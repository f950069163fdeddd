#![warn(clippy::all, rust_2018_idioms)]
#![cfg_attr(not(debug_assertions), windows_subsystem = "windows")] // hide console window on Windows in release

use freehand_canvas::{CanvasApp, CanvasConfig};

fn main() -> eframe::Result {
    env_logger::init(); // Log to stderr (if you run with `RUST_LOG=debug`).

    let config = CanvasConfig::from_env().unwrap_or_else(|err| {
        log::warn!("{err}; using default settings");
        CanvasConfig::default()
    });

    let native_options = eframe::NativeOptions {
        viewport: egui::ViewportBuilder::default()
            .with_inner_size([960.0, 640.0])
            .with_title("canvas"),
        multisampling: 4,
        ..Default::default()
    };

    eframe::run_native(
        "canvas",
        native_options,
        Box::new(|cc| Ok(Box::new(CanvasApp::new(cc, config)))),
    )
}
use freehand_canvas::collection::StrokeCollection;
use freehand_canvas::geometry::Point;
use freehand_canvas::history::{Command, History};
use freehand_canvas::stroke::StrokeBuilder;

fn draw(history: &mut History, builder: &mut StrokeBuilder, start: i32) {
    history.begin_stroke();
    for i in 0..6 {
        builder.push(Point::new(start, start + i * 10));
    }
    assert!(history.commit(builder));
}

fn first_points(collection: &StrokeCollection) -> Vec<Point> {
    collection.iter().map(|s| s.points()[0]).collect()
}

#[test]
fn test_move_last_is_a_transfer() {
    let mut builder = StrokeBuilder::new();
    let mut source = StrokeCollection::new();
    let mut destination = StrokeCollection::new();
    for start in [0, 100] {
        for i in 0..6 {
            builder.push(Point::new(start, i * 10));
        }
        source.append(&mut builder);
    }
    assert_eq!(source.point_count(), 12);

    let moved_ptr = source.last().unwrap().points().as_ptr();
    let moved_points = source.last().unwrap().points().to_vec();

    assert!(StrokeCollection::move_last(&mut source, &mut destination));
    assert_eq!(source.len() + destination.len(), 2);
    assert_eq!(source.point_count(), 6);
    assert_eq!(destination.point_count(), 6);

    let moved = destination.last().unwrap();
    assert_eq!(moved.points(), moved_points.as_slice());
    assert_eq!(moved.points().as_ptr(), moved_ptr, "points were copied");
}

#[test]
fn test_undo_then_redo_restores_canvas() {
    let mut history = History::new();
    let mut builder = StrokeBuilder::new();
    draw(&mut history, &mut builder, 0);
    draw(&mut history, &mut builder, 100);
    draw(&mut history, &mut builder, 200);
    let before = history.canvas().clone();

    assert!(history.apply(Command::HistoryBack));
    assert!(history.apply(Command::HistoryBack));
    assert_eq!(first_points(history.canvas()), vec![Point::new(0, 0)]);
    assert_eq!(
        first_points(history.undo_buffer()),
        vec![Point::new(200, 200), Point::new(100, 100)]
    );

    assert!(history.apply(Command::HistoryForward));
    assert!(history.apply(Command::HistoryForward));
    assert_eq!(history.canvas(), &before);
    assert!(history.undo_buffer().is_empty());
}

#[test]
fn test_new_stroke_discards_redo() {
    let mut history = History::new();
    let mut builder = StrokeBuilder::new();
    draw(&mut history, &mut builder, 0); // A
    draw(&mut history, &mut builder, 100); // B

    assert!(history.back());
    assert_eq!(history.canvas().len(), 1);
    assert_eq!(history.undo_buffer().len(), 1);

    draw(&mut history, &mut builder, 300); // C
    assert_eq!(
        first_points(history.canvas()),
        vec![Point::new(0, 0), Point::new(300, 300)]
    );
    assert!(history.undo_buffer().is_empty());
    assert_eq!(history.undo_buffer().point_count(), 0);

    assert!(!history.forward());
    assert_eq!(history.canvas().len(), 2);
}

#[test]
fn test_commands_on_empty_collections_are_noops() {
    let mut history = History::new();
    assert!(!history.can_back());
    assert!(!history.can_forward());
    assert!(!history.apply(Command::HistoryBack));
    assert!(!history.apply(Command::HistoryForward));

    let mut builder = StrokeBuilder::new();
    assert!(!history.commit(&mut builder));
    assert!(history.canvas().is_empty());
}

#[test]
fn test_one_stroke_per_command() {
    let mut history = History::new();
    let mut builder = StrokeBuilder::new();
    for start in [0, 50, 100, 150] {
        draw(&mut history, &mut builder, start);
    }

    history.back();
    assert_eq!(history.canvas().len(), 3);
    assert_eq!(history.undo_buffer().len(), 1);
    assert_eq!(history.canvas().point_count(), 18);
}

■ WHAT TO WORK ON:
What lines above contain the word "default"? Return each such line.

■ WRITTEN REPLY:
        log::warn!("{err}; using default settings");
        CanvasConfig::default()
        viewport: egui::ViewportBuilder::default()
        ..Default::default()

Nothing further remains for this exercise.